Ghlaghghee: Remember the last time you lied to me I hired the neighbor dog to come over and chew up two-leg’s slippers so it looked like you did it?
Daisy: … [looking quite sad but saying nothing]
Ghlaghghee: So help me, I will cut you where you stand [extends claws]
Daisy: My mot a mod!
Ghlaghghee: You caught a what?
Daisy: a mod!
Ghlaghghee: A mouse?
Daisy: mi moned moo may mi mee
Ghlaghghee: he wanted to play with you?
Daisy: muh mah
(squeaking): I most certainly did NOT!
Daisy: [yelps] [spits mouse onto floor]
Ghlaghghee: HISSSSS!
mouse: [takes out pipe, calmly lights it, takes a puff, and exhales] Professor Moriarty, we meet again.
[dun dunn DUNN!]
[fade to black]
Nice Great Mouse Detective reference! =)
But Mousie, thou art no thy lane,
In proving foresight may be vain:
The best-laid schemes o’ mice an’ men
Gang aft agley,
An’ lea’e us nought but grief an’ pain,
For promis’d joy!
Probably not a mouse – from the nose, looks more like a vole.

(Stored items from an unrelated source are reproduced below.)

//! Screencast geometry and frame lifecycle
//!
//! ```text
//! Page.screencastFrame ──► ack (now) ──► decode (spawned) ──► paint
//! ```
//!
//! The ack goes out before anything else happens to the frame. The browser stops
//! sending frames while one is unacknowledged, so deferring it behind the decode
//! would throttle the cast to decode speed.

use protocol::{methods, ImageFormat, ScreencastFrame, ScreencastFrameMetadata};
use serde_json::{json, Value};
use std::sync::atomic::{AtomicU64, Ordering};
use std::sync::Arc;

use crate::canvas::CanvasSize;
use crate::connection::{Call, Connection};
use crate::decode::{DecodedFrame, FrameDecoder};

/// Relative distance from `1/dpr` inside which the image zoom snaps to it
pub const ZOOM_SNAP_TOLERANCE: f64 = 0.01;

/// How frames map onto the canvas
#[derive(Debug, Clone, Copy, PartialEq)]
pub struct ScreenGeometry {
    /// Canvas pixels per image pixel
    pub image_zoom: f64,
    /// Canvas pixels per page pixel
    pub screen_zoom: f64,
    /// Page pixels above the content area, from frame metadata
    pub offset_top: f64,
}

impl Default for ScreenGeometry {
    fn default() -> Self {
        Self {
            image_zoom: 1.0,
            screen_zoom: 1.0,
            offset_top: 0.0,
        }
    }
}

impl ScreenGeometry {
    /// Fit an image `natural_width` wide into `canvas`. Degenerate input yields the
    /// identity geometry.
    pub fn compute(
        canvas: CanvasSize,
        natural_width: f64,
        metadata: &ScreencastFrameMetadata,
    ) -> Self {
        let aspect = metadata.aspect_ratio();
        if natural_width <= 0.0 || aspect <= 0.0 || metadata.device_width <= 0.0 {
            return Self::default();
        }

        let fit = f64::min(
            canvas.width / natural_width,
            canvas.height / (natural_width * aspect),
        );
        let image_zoom = snap_zoom(fit, canvas.dpr);

        Self {
            image_zoom,
            screen_zoom: natural_width * image_zoom / metadata.device_width,
            offset_top: metadata.offset_top,
        }
    }

    /// Vertical canvas offset of the frame image
    pub fn image_top(&self) -> f64 {
        self.offset_top * self.screen_zoom
    }
}

/// Snap to `1/dpr` when within `ZOOM_SNAP_TOLERANCE` of it, so 1:1 frames stay sharp
pub fn snap_zoom(zoom: f64, dpr: f64) -> f64 {
    if dpr <= 0.0 {
        return zoom;
    }
    let target = 1.0 / dpr;
    if ((zoom - target) / target).abs() <= ZOOM_SNAP_TOLERANCE {
        target
    } else {
        zoom
    }
}

/// `Page.startScreencast` params for a viewport of `width`×`height` CSS pixels
pub fn start_params(format: ImageFormat, width: f64, height: f64, dpr: f64) -> Value {
    json!({
        "format": format.as_str(),
        "maxWidth": (width * dpr).floor() as i64,
        "maxHeight": (height * dpr).floor() as i64,
    })
}

/// Acks, decodes and orders incoming frames
pub struct Screencast {
    conn: Arc<Connection>,
    decoder: Arc<dyn FrameDecoder>,
    received: AtomicU64,
    shown: Arc<AtomicU64>,
}

impl Screencast {
    pub fn new(conn: Arc<Connection>, decoder: Arc<dyn FrameDecoder>) -> Self {
        Self {
            conn,
            decoder,
            received: AtomicU64::new(0),
            shown: Arc::new(AtomicU64::new(0)),
        }
    }

    pub fn start(&self, format: ImageFormat, width: f64, height: f64, dpr: f64) -> Call {
        self.conn.send(
            methods::PAGE_START_SCREENCAST,
            Some(start_params(format, width, height, dpr)),
        )
    }

    pub fn stop(&self) -> Call {
        self.conn.send(methods::PAGE_STOP_SCREENCAST, None)
    }

    /// Acknowledge `frame`, then decode it in the background. `on_decoded` runs
    /// unless a newer frame finished decoding first.
    pub fn receive<F>(&self, frame: ScreencastFrame, on_decoded: F)
    where
        F: FnOnce(DecodedFrame, ScreencastFrameMetadata) + Send + 'static,
    {
        self.conn.notify(
            methods::PAGE_SCREENCAST_FRAME_ACK,
            Some(json!({ "sessionId": frame.session_id })),
        );

        let seq = self.received.fetch_add(1, Ordering::SeqCst) + 1;
        let decoder = self.decoder.clone();
        let shown = self.shown.clone();

        tokio::spawn(async move {
            let decoded = match decoder.decode(&frame.data).await {
                Ok(decoded) => decoded,
                Err(e) => {
                    tracing::warn!(session = frame.session_id, "Dropping frame: {}", e);
                    return;
                }
            };
            if shown.fetch_max(seq, Ordering::SeqCst) >= seq {
                tracing::trace!(session = frame.session_id, "Dropping stale frame");
                return;
            }
            on_decoded(decoded, frame.metadata);
        });
    }

    /// Frames received so far
    pub fn received(&self) -> u64 {
        self.received.load(Ordering::SeqCst)
    }
}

“Through the plashy fen scampers the questing vole”. Any
fens down your way?
Will
I’m somewhat saddened to learn that I’m not the only one who can catch a mouse in a tupperware container.
Anyway, good job!
We had mice in the basement of the house I live in as a kid. We didn’t have a cat ( my mother isn’t fond of them) and the dogs weren’t allowed in the basement alone, so aside from the traps the mice had free run of the basement. Until the snakes moved in. That sure kept he mouse population down, but every spring was very exciting as some of the snakes decided to leave through the house, rather than however they got in.
Now my cat is barely competent to catch spiders. I’d hate to think who would win in a contest with a mouse.

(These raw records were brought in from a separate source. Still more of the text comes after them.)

impl WindowController {
    pub fn new(options: WindowOptions) -> Arc<Self> {
        let mut config = options.config;
        config.start_url = config.start_url.as_deref().map(normalize_url);

        let state = ViewState {
            format: config.format,
            ..ViewState::default()
        };

        Arc::new_cyclic(|me| Self {
            id: options.id,
            config: RwLock::new(config),
            column: options.column,
            manager: options.manager,
            editor: options.editor,
            panels: options.panels,
            listener: options.listener,
            me: me.clone(),
            phase: Mutex::new(WindowPhase::Created),
            panel: RwLock::new(None),
            page: RwLock::new(None),
            state: Mutex::new(state),
            settle: Mutex::new(None),
        })
    }

    pub fn id(&self) -> WindowId {
        self.id
    }

    pub fn column(&self) -> u32 {
        self.column
    }

    pub fn phase(&self) -> WindowPhase {
        *self.phase.lock()
    }

    pub fn is_disposed(&self) -> bool {
        self.phase() == WindowPhase::Disposed
    }

    /// Normalised start URL this window was opened with
    pub fn start_url(&self) -> Option<String> {
        self.config.read().start_url.clone()
    }

    pub fn state(&self) -> WindowState {
        WindowState {
            id: self.id,
            view: self.state.lock().clone(),
        }
    }

    /// Open the tab, create the panel and hand the UI its configuration
    pub async fn launch(&self) -> Result<()> {
        {
            let mut phase = self.phase.lock();
            match *phase {
                WindowPhase::Created => *phase = WindowPhase::Launching,
                WindowPhase::Disposed => return Err(HostError::Disposed),
                WindowPhase::Launching | WindowPhase::Active => return Ok(()),
            }
        }

        let page = match self.manager.new_page(self.editor.clipboard()).await {
            Ok(page) => Arc::new(page),
            Err(HostError::Disposed) => {
                tracing::debug!(window = %self.id, "Browser released while launching");
                *self.phase.lock() = WindowPhase::Disposed;
                return Err(HostError::Disposed);
            }
            Err(e) => {
                tracing::error!(window = %self.id, "Failed to open page: {}", e);
                self.editor.show_error(&e.to_string());
                *self.phase.lock() = WindowPhase::Disposed;
                return Err(e);
            }
        };

        let me = self.me.clone();
        page.subscribe_all(Arc::new(move |event| {
            if let Some(window) = me.upgrade() {
                window.on_page_event(event);
            }
        }));

        let disposed_while_launching = {
            let mut phase = self.phase.lock();
            if *phase == WindowPhase::Disposed {
                true
            } else {
                *phase = WindowPhase::Active;
                false
            }
        };
        if disposed_while_launching {
            page.dispose().await;
            return Err(HostError::Disposed);
        }

        *self.page.write() = Some(page);
        *self.panel.write() = Some(self.panels.create(self.id, PANEL_TITLE, self.column));

        let mut configuration = serde_json::to_value(&*self.config.read())?;
        configuration["viewportMetadata"] =
            serde_json::to_value(&self.state.lock().viewport_metadata)?;
        self.post(EventEnvelope::new(methods::APP_CONFIGURATION, configuration).into());

        tracing::info!(window = %self.id, column = self.column, "Window active");
        Ok(())
    }

    fn post(&self, message: HostMessage) {
        let panel = self.panel.read().clone();
        if let Some(panel) = panel {
            panel.post(message);
        }
    }

    fn notify(&self, event: WindowEvent) {
        if let Some(listener) = self.listener.upgrade() {
            listener.on_window_event(self.id, event);
        }
    }

    fn page(&self) -> Option<Arc<PageSession>> {
        self.page.read().clone()
    }

    /// Handle one request from the UI. Awaiting each call before the next keeps
    /// input ordered.
    pub async fn handle_message(&self, message: RequestEnvelope) {
        if self.phase() != WindowPhase::Active {
            tracing::debug!(
                window = %self.id,
                method = %message.method,
                "Dropping message for inactive window"
            );
            return;
        }

        let RequestEnvelope {
            method,
            params,
            callback_id,
        } = message;

        match HostCommand::parse(&method) {
            Some(command) => {
                self.handle_host_command(command, params).await;
                self.reply_empty(callback_id);
            }
            None => {
                self.notify(WindowEvent::Interaction {
                    method: method.clone(),
                    params: params.clone(),
                });
                if let Some(reply) = self.relay(&method, params, callback_id).await {
                    self.post(reply.into());
                }
            }
        }
    }

    /// Decode and handle a raw panel message
    pub async fn handle_raw(&self, raw: Value) {
        match RequestEnvelope::parse(raw) {
            Ok(message) => self.handle_message(message).await,
            Err(e) => tracing::warn!(window = %self.id, "Malformed UI message: {}", e),
        }
    }

    /// Run a page command on behalf of a remote peer. Not reported as an interaction.
    pub async fn replay(&self, method: &str, params: Option<Value>) {
        if self.phase() != WindowPhase::Active {
            return;
        }
        self.relay(method, params, None).await;
    }

    async fn relay(
        &self,
        method: &str,
        params: Option<Value>,
        callback_id: Option<CallbackId>,
    ) -> Option<ReplyEnvelope> {
        match self.page() {
            Some(page) => page.relay(method, params, callback_id).await,
            None => callback_id
                .map(|id| ReplyEnvelope::err(id, HostError::Disposed.reply_message())),
        }
    }

    fn reply_empty(&self, callback_id: Option<CallbackId>) {
        if let Some(id) = callback_id {
            self.post(ReplyEnvelope::ok(id, Value::Null).into());
        }
    }

    async fn handle_host_command(&self, command: HostCommand, params: Option<Value>) {
        let params = params.unwrap_or(Value::Null);

        match command {
            HostCommand::UpdateTitle => {
                if let Some(title) = params["title"].as_str() {
                    let panel = self.panel.read().clone();
                    if let Some(panel) = panel {
                        panel.set_title(title);
                    }
                }
            }
            HostCommand::WindowOpenRequested => match params["url"].as_str() {
                Some(url) => self.notify(WindowEvent::OpenRequested {
                    url: url.to_string(),
                }),
                None => tracing::warn!(window = %self.id, "windowOpenRequested without url"),
            },
            HostCommand::OpenFile => self.open_file(params).await,
            HostCommand::WindowDialogRequested => match DialogRequest::deserialize(&params) {
                Ok(dialog) => self.answer_dialog(dialog).await,
                Err(e) => tracing::warn!(window = %self.id, "Bad dialog request: {}", e),
            },
            HostCommand::AppStateChanged => {
                match ViewState::deserialize(&params["state"]) {
                    Ok(state) => {
                        *self.state.lock() = state;
                        self.notify(WindowEvent::StateChanged);
                    }
                    Err(e) => tracing::debug!(window = %self.id, "Ignoring app state: {}", e),
                }
            }
            HostCommand::AppConfiguration | HostCommand::Viewport => {
                tracing::debug!(window = %self.id, ?command, "Ignoring host-bound message");
            }
        }
    }

    async fn open_file(&self, params: Value) {
        let request = match OpenFileRequest::deserialize(&params) {
            Ok(request) => request,
            Err(e) => {
                tracing::warn!(window = %self.id, "Bad openFile request: {}", e);
                return;
            }
        };

        let path = request.path();
        if let Err(e) = self
            .editor
            .open_file(&path, request.line_number, request.column_number)
            .await
        {
            self.editor.show_error(&e.to_string());
        }
    }

    /// Ask the user, then tell the browser. Dismissing a question denies it.
    async fn answer_dialog(&self, dialog: DialogRequest) {
        let answer = match dialog.kind {
            DialogKind::Alert => {
                self.editor.show_info(&dialog.message);
                json!({ "accept": true })
            }
            DialogKind::Confirm | DialogKind::BeforeUnload => {
                let pick = self.editor.quick_pick(&[DIALOG_OK, DIALOG_CANCEL]).await;
                json!({ "accept": pick.as_deref() == Some(DIALOG_OK) })
            }
            DialogKind::Prompt => {
                let text = self
                    .editor
                    .input_box(&dialog.message, dialog.default_prompt.as_deref())
                    .await;
                match text {
                    Some(text) => json!({ "accept": true, "promptText": text }),
                    None => json!({ "accept": false }),
                }
            }
        };

        if let Some(page) = self.page() {
            if let Err(e) = page
                .send(methods::PAGE_HANDLE_JAVASCRIPT_DIALOG, Some(answer))
                .await
            {
                tracing::warn!(window = %self.id, "Failed to answer dialog: {}", e);
            }
        }
    }

    fn on_page_event(&self, event: CDPEvent) {
        if self.is_disposed() {
            return;
        }

        let params = event.params_or_null();
        let changed = self.state.lock().apply_event(&event.method, &params);

        if event.method == methods::LOAD_EVENT_FIRED {
            self.schedule_settle();
        }

        self.post(EventEnvelope::new(event.method, params).into());

        if changed {
            self.notify(WindowEvent::StateChanged);
        }
    }

    fn schedule_settle(&self) {
        let me = self.me.clone();
        let task = tokio::spawn(async move {
            tokio::time::sleep(LOAD_SETTLE_DELAY).await;
            if let Some(window) = me.upgrade() {
                window.state.lock().settle_loading();
                window.notify(WindowEvent::StateChanged);
            }
        });

        if let Some(previous) = self.settle.lock().replace(task) {
            previous.abort();
        }
    }

    /// Push a viewport to the UI, as for a window mirrored from a peer
    pub fn set_viewport(&self, metadata: ViewportMetadata) {
        let value = match serde_json::to_value(&metadata) {
            Ok(value) => value,
            Err(e) => {
                tracing::warn!(window = %self.id, "Unserialisable viewport: {}", e);
                return;
            }
        };
        self.state.lock().viewport_metadata = metadata;
        self.post(EventEnvelope::new(methods::VIEWPORT, value).into());
    }

    pub fn reveal(&self) {
        let panel = self.panel.read().clone();
        if let Some(panel) = panel {
            panel.reveal();
        }
    }

    /// Close panel and page, then tell the listener. Later calls do nothing.
    pub async fn dispose(&self) {
        {
            let mut phase = self.phase.lock();
            if *phase == WindowPhase::Disposed {
                return;
            }
            *phase = WindowPhase::Disposed;
        }

        if let Some(task) = self.settle.lock().take() {
            task.abort();
        }

        let panel = self.panel.write().take();
        if let Some(panel) = panel {
            panel.close();
        }

        let page = self.page.write().take();
        if let Some(page) = page {
            page.dispose().await;
        }

        tracing::info!(window = %self.id, "Window disposed");

        if let Some(listener) = self.listener.upgrade() {
            listener.on_window_disposed(self.id).await;
        }
    }
}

Bast, my lady cat, used to bring me mice with one leg chewed off, and, then, proceed to show me in gory detail how to stalk, pounce, and dispatch it, frequently on my bed, before presenting it proudly at my feet for (vegetarian) me to eat. I couldn’t tell whether she thought I was her retarded kitten who needed to be taught, over and over, how to hunt or whether she was demonstrating a pointed critique of the kind of cat food I brought home from the grocery store.
You mean you didn’t tape bacon to the mouse?

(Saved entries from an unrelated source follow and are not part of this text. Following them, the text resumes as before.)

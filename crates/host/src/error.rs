//! Error types for the host half
//!
//! Flat hierarchy. CDP failures keep their own type so the browser's message can
//! be handed back to the UI untouched.

use thiserror::Error;

use crate::cdp::CDPError;

pub type Result<T> = std::result::Result<T, HostError>;

#[derive(Debug, Error)]
pub enum HostError {
    #[error("No Chrome installation found - {0}")]
    BrowserNotFound(String),

    #[error("Browser launch failed: {0}")]
    LaunchFailed(String),

    #[error(transparent)]
    Cdp(#[from] CDPError),

    #[error("Clipboard error: {0}")]
    Clipboard(String),

    #[error("Editor error: {0}")]
    Editor(String),

    #[error("Window disposed")]
    Disposed,

    #[error("Page session not launched")]
    NotLaunched,

    #[error("IO error: {0}")]
    Io(#[from] std::io::Error),

    #[error("JSON error: {0}")]
    Json(#[from] serde_json::Error),
}

impl HostError {
    /// Text for a reply envelope's `error` field
    pub fn reply_message(&self) -> String {
        match self {
            HostError::Cdp(CDPError::Protocol { message, .. }) => message.clone(),
            HostError::Clipboard(message) => message.clone(),
            other => other.to_string(),
        }
    }
}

It never fails to amuse me how proud cat and dog owners seem to be of our creatures’ hunting prowess, or their lack thereof. My cat definitely falls into the latter category: on the one occasion he had a clear opportunity to catch a mouse that had wandered into the apartment, Sputnik sprawled on the floor and observed aloofly, until my roommate accidentally killed the mouse while trying to chase it outside.
However, I do prefer that to the childhood cat who liked to stash his dead birds in my bed.
John, it wasn’t mice that made my mother-in-law scream from the bathroom for help from varmints. Every year the local river, the Trinity, ‘turns’ sending snakes and other critters up our pipes. The garter snake that emerged from the bathtub drain was Much more surprised than my MIL.
I was previously terrified of snakes until 3 garter snakes slithered up our bath tub pipe. I became rather blase about them, viewing them as misguided tourists. Now we have a grated stopper to keep the scaled tourists out.
And if you know anyone afraid of snakes, feel free to turn this long anecdote into a scary fireside story. “Then the deadly reptile slid into the bathtub, curling around Valerie’s ankles…'”
why did it have to be snakes?
Greg, I’m not trying to be flip or sarcastic, but snakes were the only ones to make it through the pipes.